St. Lucy’s Day and Night, the 13th of December: To My Mother Alice, to my Grandmother Helen, and to Professor Cleanth Brooks

I come back to John Donne’s “Nocturnal” poem every December 13, because it is the greatest Calendrical Celebration written in the English Language, though Eliot’s Wasteland and Four Quartets, and Shakespeare’s Midsummer Night’s Dream have obvious, explicit, and implicit calendrical significances.  I dedicate this year’s nearly annual republication to my mother Alice, my grandmother Helen, and to Professor Cleanth Brooks, the three people who first taught me to appreciate and love the 17th Century by the time I was 16.  

If time travel were ever to be truly invented, that is the century I would most want to visit and into which I would travel and deeply explore.  I would start, I think, from Athens, Greece, to see the Parthenon before its final destruction by gunpowder.  Then from Athens up the Adriatic coast past Dalmatia and the east Coast of Italy Venice, Modena, Milan, and then job back east to Vienna, travel through Austria (still then the last outpost of Christendom against the Turks invading from the Southeast) and southern Germany to Paris in the time of Louis XIV and the foundation of Versailles.  After exploring the Northern Italian, Southern German, and French Countryside I would to the lands of both my grandfathers’ ancestors in London, Essex, East Anglia, Lincoln and Yorkshire.  But then from there I would follow their descendants to Jamestown and explore the earliest tidewater settlements, perhaps visit the early Lees and Madisons, before turning north to Maryland, Philadelphia, New York Boston and Cambridge.  In that latter small town by the Charles River, I would visit the fledgling Harvard College, the only such institution of higher learning north of Mexico and the Caribbean, and ask to have a look at their library and sit in on some classes.  From Cambridge and Boston I would go first up to visit my grandmother’s ancestors in Quebec and Montreal, and then canoe down the echoing stillness of the Mississippi River to the realm of the Natchez and Caddo, where my grandmother’s ancestors would later move.  And then I would take off across Texas through Comanche country to Santa Fe and Taos.  Finally I would go all around 17th Century Spanish Mexico from Querétaro and Guanajuato to Mexico City, Cordoba, and Tlaxcala, and back to beautiful Mérida, Yucatán and especially Izamal, Motul, and Valladolid.  From these outposts of civilization I would like to visit the last free and independent Itzá Maya of Tayasal by Lake Petén, the direct descendants of the rulers of Chichén Itzá, and watch their use of hieroglyphic books contemporaneous with, as Michael Coe pointed out, Cotton Mather reading theology at Harvard and preparing to burn witches at Salem.

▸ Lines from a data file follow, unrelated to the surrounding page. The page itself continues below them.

//! Pipeline configuration.
//!
//! Sources, lowest priority first: defaults, an optional JSON file, the
//! `GROUNDMAP_TABLE` / `GROUNDMAP_NAMES` environment variables, and finally
//! whatever the caller (usually CLI flags) sets afterwards.

use crate::bundle::{INDRA, UP};
use crate::error::{GroundingError, Result};
use serde::{Deserialize, Serialize};
use std::fs;
use std::path::{Path, PathBuf};

pub const TABLE_ENV: &str = "GROUNDMAP_TABLE";
pub const NAMES_ENV: &str = "GROUNDMAP_NAMES";

#[derive(Debug, Clone, PartialEq, Eq, Serialize, Deserialize)]
#[serde(default, deny_unknown_fields)]
pub struct GroundmapConfig {
    /// Grounding table (tab-separated).
    pub table_path: Option<PathBuf>,
    /// Accession names for the primary namespace (tab-separated).
    pub names_path: Option<PathBuf>,
    /// Namespace used verbatim as the display name.
    pub preferred_namespace: String,
    /// Namespace whose identifiers are sent to the name resolver.
    pub primary_namespace: String,
    /// Memoize resolver lookups.
    pub cache_names: bool,
}

impl Default for GroundmapConfig {
    fn default() -> Self {
        Self {
            table_path: None,
            names_path: None,
            preferred_namespace: INDRA.to_string(),
            primary_namespace: UP.to_string(),
            cache_names: true,
        }
    }
}

impl GroundmapConfig {
    pub fn from_file(path: &Path) -> Result<Self> {
        let text = fs::read_to_string(path).map_err(|e| GroundingError::io(path, e))?;
        let config: Self = serde_json::from_str(&text)
            .map_err(|e| GroundingError::json(path.display().to_string(), e))?;
        config.validate()?;
        Ok(config)
    }

    /// Load `path` if given, otherwise start from defaults; then apply the environment.
    pub fn load(path: Option<&Path>) -> Result<Self> {
        let config = match path {
            Some(path) => Self::from_file(path)?,
            None => Self::default(),
        };
        Ok(config.with_env_overrides(|key| std::env::var(key).ok()))
    }

    /// Apply overrides from a variable lookup (normally `std::env::var`).
    pub fn with_env_overrides(mut self, lookup: impl Fn(&str) -> Option<String>) -> Self {
        if let Some(p) = lookup(TABLE_ENV).filter(|v| !v.is_empty()) {
            self.table_path = Some(PathBuf::from(p));
        }
        if let Some(p) = lookup(NAMES_ENV).filter(|v| !v.is_empty()) {
            self.names_path = Some(PathBuf::from(p));
        }
        self
    }

    pub fn validate(&self) -> Result<()> {
        if self.preferred_namespace.trim().is_empty() {
            return Err(GroundingError::Config(
                "preferred_namespace must not be empty".to_string(),
            ));
        }
        if self.primary_namespace.trim().is_empty() {
            return Err(GroundingError::Config(
                "primary_namespace must not be empty".to_string(),
            ));
        }
        Ok(())
    }
}

#[cfg(test)]
mod tests {
    use super::*;

    #[test]
    fn partial_file_keeps_defaults() {
        let dir = tempfile::tempdir().unwrap();
        let path = dir.path().join("groundmap.json");
        fs::write(&path, r#"{"table_path": "grounding_map.tsv", "cache_names": false}"#).unwrap();

        let config = GroundmapConfig::from_file(&path).unwrap();
        assert_eq!(config.table_path, Some(PathBuf::from("grounding_map.tsv")));
        assert!(!config.cache_names);
        assert_eq!(config.primary_namespace, UP);
        assert_eq!(config.preferred_namespace, INDRA);
    }

    #[test]
    fn environment_overrides_file_values() {
        let config = GroundmapConfig {
            table_path: Some(PathBuf::from("from_file.tsv")),
            ..Default::default()
        }
        .with_env_overrides(|key| match key {
            TABLE_ENV => Some("from_env.tsv".to_string()),
            NAMES_ENV => Some(String::new()),
            _ => None,
        });
        assert_eq!(config.table_path, Some(PathBuf::from("from_env.tsv")));
        assert_eq!(config.names_path, None);
    }

    #[test]
    fn unknown_keys_and_empty_namespaces_are_rejected() {
        let dir = tempfile::tempdir().unwrap();
        let path = dir.path().join("bad.json");
        fs::write(&path, r#"{"tabel_path": "x.tsv"}"#).unwrap();
        assert!(matches!(
            GroundmapConfig::from_file(&path),
            Err(GroundingError::Json { .. })
        ));

        fs::write(&path, r#"{"primary_namespace": " "}"#).unwrap();
        assert!(matches!(
            GroundmapConfig::from_file(&path),
            Err(GroundingError::Config(_))
        ));
    }
}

A Nocturnal upon St. Lucy’s Day


‘Tis the year’s midnight, and it is the day’s,
Lucy’s, who scarce seven hours herself unmasks;
         The sun is spent, and now his flasks
         Send forth light squibs, no constant rays;
                The world’s whole sap is sunk;
The general balm th’ hydroptic earth hath drunk,
Whither, as to the bed’s feet, life is shrunk,
Dead and interr’d; yet all these seem to laugh,
Compar’d with me, who am their epitaph.
Study me then, you who shall lovers be
At the next world, that is, at the next spring;
         For I am every dead thing,
         In whom Love wrought new alchemy.
                For his art did express
A quintessence even from nothingness,
From dull privations, and lean emptiness;
He ruin’d me, and I am re-begot
Of absence, darkness, death: things which are not.
All others, from all things, draw all that’s good,
Life, soul, form, spirit, whence they being have;
         I, by Love’s limbec, am the grave
         Of all that’s nothing. Oft a flood
                Have we two wept, and so
Drown’d the whole world, us two; oft did we grow
To be two chaoses, when we did show
Care to aught else; and often absences
Withdrew our souls, and made us carcasses.
But I am by her death (which word wrongs her)
Of the first nothing the elixir grown;
         Were I a man, that I were one
         I needs must know; I should prefer,
                If I were any beast,
Some ends, some means; yea plants, yea stones detest,
And love; all, all some properties invest;
If I an ordinary nothing were,
As shadow, a light and body must be here.
But I am none; nor will my sun renew.
You lovers, for whose sake the lesser sun
         At this time to the Goat is run
         To fetch new lust, and give it you,
                Enjoy your summer all;
Since she enjoys her long night’s festival,
Let me prepare towards her, and let me call
This hour her vigil, and her eve, since this
Both the year’s, and the day’s deep midnight is.